American clinical social worker

Caitlin Ryan is a clinical social worker who is considered a pioneer in research related to LGBTQ health and mental health.

Ryan is the director of the Family Acceptance Project (FAP), "a research, intervention, education and policy initiative that works to prevent health and mental health risks for LGBTQ children and youth" based out of the Marian Wright Edelman Institute at San Francisco State University.

Ryan has been called "an LGBT family whisperer. ... (Her) evidence-based family intervention model has turned the world of LGBT healthcare on its head. It embraces not only disapproving families, but also cultures and faith traditions that are inhospitable to LGBT kids. Overcoming these rifts is crucial to the physical and mental health of LGBT youth, and it can be done, Ryan argues, without asking the family to disregard their religious or cultural values."

==Education==
Ryan's undergraduate work was done at Hunter College with a concentration in human sexuality. She continued her education to obtain a master's degree in clinical social work from Smith College School for Social Work, and a doctorate in public policy with a focus on health policy from Virginia Commonwealth University.
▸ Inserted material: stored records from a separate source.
//! Stalk entity - a harvested hemp stalk
//!
//! Stalks move through FRESH → DRIED → SELECTED → CUT → PEELED. Stalks that
//! fail selection or preparation end up SCRAPPED with their remaining length
//! booked as scrap.

use rand::Rng;
use serde::Serialize;
use std::f64::consts::PI;
use std::fmt;

use crate::core::config::PeelerConfig;
use crate::core::error::SimError;
use crate::core::lifecycle::{Lifecycle, Machine};
use crate::entities::bast::{Bast, Width};

/// Chance that peeling yields no bast at all
const PEEL_FAILURE: f64 = 0.1;

/// Chance that peeling yields exactly one bast strip
const PEEL_PARTIAL: f64 = 0.4;

/// Scrap accumulated from a stalk, by category (lengths in mm)
#[derive(Debug, Clone, Copy, Default, PartialEq, Serialize)]
pub struct Scrap {
    /// Stalk length removed before peeling
    pub stalk: f64,
    /// Woody core left after peeling
    pub wood: f64,
    /// Bast fiber length lost while peeling
    pub fibres: f64,
}

impl Scrap {
    pub fn total(&self) -> f64 {
        self.stalk + self.wood + self.fibres
    }
}

impl std::ops::AddAssign for Scrap {
    fn add_assign(&mut self, other: Self) {
        self.stalk += other.stalk;
        self.wood += other.wood;
        self.fibres += other.fibres;
    }
}

/// Stalk lifecycle states
#[derive(Debug, Clone, Copy, PartialEq, Eq, Serialize)]
#[serde(rename_all = "lowercase")]
pub enum StalkState {
    Fresh,
    Dried,
    Selected,
    Cut,
    Peeled,
    Scrapped,
}

/// Operations on a stalk
#[derive(Debug, Clone, Copy, PartialEq, Eq)]
pub enum StalkOp {
    Dry,
    Select,
    Reject,
    Cut,
    Peel,
    Scrap,
}

impl fmt::Display for StalkState {
    fn fmt(&self, f: &mut fmt::Formatter<'_>) -> fmt::Result {
        match self {
            StalkState::Fresh => write!(f, "fresh"),
            StalkState::Dried => write!(f, "dried"),
            StalkState::Selected => write!(f, "selected"),
            StalkState::Cut => write!(f, "cut"),
            StalkState::Peeled => write!(f, "peeled"),
            StalkState::Scrapped => write!(f, "scrapped"),
        }
    }
}

impl fmt::Display for StalkOp {
    fn fmt(&self, f: &mut fmt::Formatter<'_>) -> fmt::Result {
        match self {
            StalkOp::Dry => write!(f, "dry"),
            StalkOp::Select => write!(f, "select"),
            StalkOp::Reject => write!(f, "reject"),
            StalkOp::Cut => write!(f, "cut"),
            StalkOp::Peel => write!(f, "peel"),
            StalkOp::Scrap => write!(f, "scrap"),
        }
    }
}

impl Lifecycle for StalkState {
    type Op = StalkOp;
    const ENTITY: &'static str = "stalk";
    const INITIAL: Self = StalkState::Fresh;
    const TRANSITIONS: &'static [(Self, StalkOp, Self)] = &[
        (StalkState::Fresh, StalkOp::Dry, StalkState::Dried),
        (StalkState::Dried, StalkOp::Select, StalkState::Selected),
        (StalkState::Dried, StalkOp::Reject, StalkState::Scrapped),
        (StalkState::Selected, StalkOp::Cut, StalkState::Cut),
        (StalkState::Cut, StalkOp::Peel, StalkState::Peeled),
        (StalkState::Cut, StalkOp::Scrap, StalkState::Scrapped),
    ];
}

/// Nominal bast width peeled from a stalk of `diameter` (half the circumference)
pub fn bast_width_of(diameter: f64) -> f64 {
    diameter * PI / 2.0
}

/// Why a stalk was not selected for peeling
#[derive(Debug, Clone, Copy, PartialEq, Eq)]
pub enum Rejection {
    TooThin,
    TooThick,
    TooShort,
    TooLong,
}

impl fmt::Display for Rejection {
    fn fmt(&self, f: &mut fmt::Formatter<'_>) -> fmt::Result {
        match self {
            Rejection::TooThin => write!(f, "too thin"),
            Rejection::TooThick => write!(f, "too thick"),
            Rejection::TooShort => write!(f, "too short"),
            Rejection::TooLong => write!(f, "too long"),
        }
    }
}

/// A single hemp stalk (dimensions in mm)
#[derive(Debug, Clone, PartialEq)]
pub struct Stalk {
    length: f64,
    diameter: f64,
    scrap: Scrap,
    machine: Machine<StalkState>,
}

impl Stalk {
    /// A fresh stalk, assumed to have constant diameter over its length
    pub fn new(length: f64, diameter: f64) -> Self {
        Self {
            length,
            diameter,
            scrap: Scrap::default(),
            machine: Machine::new(),
        }
    }

    pub fn length(&self) -> f64 {
        self.length
    }

    pub fn diameter(&self) -> f64 {
        self.diameter
    }

    pub fn scrap(&self) -> Scrap {
        self.scrap
    }

    pub fn state(&self) -> StalkState {
        self.machine.state()
    }

    /// Nominal width of bast peeled from this stalk
    pub fn bast_width(&self) -> f64 {
        bast_width_of(self.diameter)
    }

    pub fn dry(&mut self) -> Result<(), SimError> {
        self.machine.apply(StalkOp::Dry)?;
        Ok(())
    }

    /// Check the stalk against the peeler's geometry limits
    ///
    /// Ineligible stalks are scrapped on the spot: their whole length goes to
    /// the stalk scrap bucket and `false` is returned.
    pub fn select(&mut self, config: &PeelerConfig) -> Result<bool, SimError> {
        self.machine.check(StalkOp::Select)?;

        match self.rejection(config) {
            None => {
                self.machine.apply(StalkOp::Select)?;
                Ok(true)
            }
            Some(reason) => {
                tracing::debug!(
                    length = self.length,
                    diameter = self.diameter,
                    %reason,
                    "stalk rejected"
                );
                self.scrap.stalk += self.length;
                self.length = 0.0;
                self.machine.apply(StalkOp::Reject)?;
                Ok(false)
            }
        }
    }

    fn rejection(&self, config: &PeelerConfig) -> Option<Rejection> {
        if self.diameter < config.min_dia {
            Some(Rejection::TooThin)
        } else if self.diameter > config.max_dia {
            Some(Rejection::TooThick)
        } else if self.length < config.min_len {
            Some(Rejection::TooShort)
        } else if self.length > config.max_len {
            Some(Rejection::TooLong)
        } else {
            None
        }
    }

    /// Shorten to `length`; a stalk already short enough is left as is
    pub fn cut(&mut self, length: f64) -> Result<(), SimError> {
        self.machine.check(StalkOp::Cut)?;

        if length < self.length {
            self.scrap.stalk += self.length - length;
            self.length = length;
        }

        self.machine.apply(StalkOp::Cut)?;
        Ok(())
    }

    /// Discard a cut stalk that failed preparation
    pub fn discard(&mut self) -> Result<(), SimError> {
        self.machine.check(StalkOp::Scrap)?;
        self.scrap.stalk += self.length;
        self.length = 0.0;
        self.machine.apply(StalkOp::Scrap)?;
        Ok(())
    }

    /// Peel into zero, one or two strips of fresh bast
    ///
    /// Each strip gets an independently sampled share of the stalk length and
    /// the stalk's nominal bast width. The woody core and the unpeeled fiber
    /// are booked as scrap.
    pub fn peel<R: Rng + ?Sized>(
        &mut self,
        config: &PeelerConfig,
        rng: &mut R,
    ) -> Result<Vec<Bast>, SimError> {
        self.machine.check(StalkOp::Peel)?;

        let chance: f64 = rng.random();
        let count = if chance < PEEL_FAILURE {
            0
        } else if chance < PEEL_FAILURE + PEEL_PARTIAL {
            1
        } else {
            2
        };

        let success = config.success.sample(count, rng)?;
        let mut basts = Vec::with_capacity(count);
        for percent in success {
            let length = self.length * percent / 100.0;
            self.scrap.fibres += self.length - length;
            basts.push(Bast::new(length, Width::Scalar(self.bast_width()), rng)?);
        }
        self.scrap.wood += self.length;

        self.machine.apply(StalkOp::Peel)?;
        Ok(basts)
    }
}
She spent the 1970s organizing among the community of LGBTQ health care providers before she decided to return to school for her MSW. She had problems finding a program that would accept her, despite her credentials because she was an "out lesbian." Smith was the only school that accepted her. As part of her training, she was sent to Atlanta and worked for AID Atlanta. She arrived in 1980, at the beginning of the AIDS epidemic. She started out as a volunteer, rose to vice president and when she graduated in 1982, their first executive director.

==Research==
Ryan and Rafael Diaz began a study in 2002 to evaluate the health effects, both mental and physical, on children whose parents rejected them or tried to "fix" them. The results of their study were published in The Journal of Pediatrics and showed that those children "are more than 8 times as likely to attempt suicide, nearly 6 times as likely to report high levels of depression and more than 3 times as likely to use illegal drugs and be at high risk for HIV and STDs."

==Publications==
- A Practitioner’s Resource Guide: Helping Families to Support Their LGBT Children. Published by the Substance Abuse and Mental Health Services Administration, HHS
- "School Bullying, Violence Against Lesbian, Gay, Bisexual & Transgender Youth Linked With Risk for Suicide, HIV and STDs in Young Adulthood"
- "How Do I Know If My Child Is Transgender?"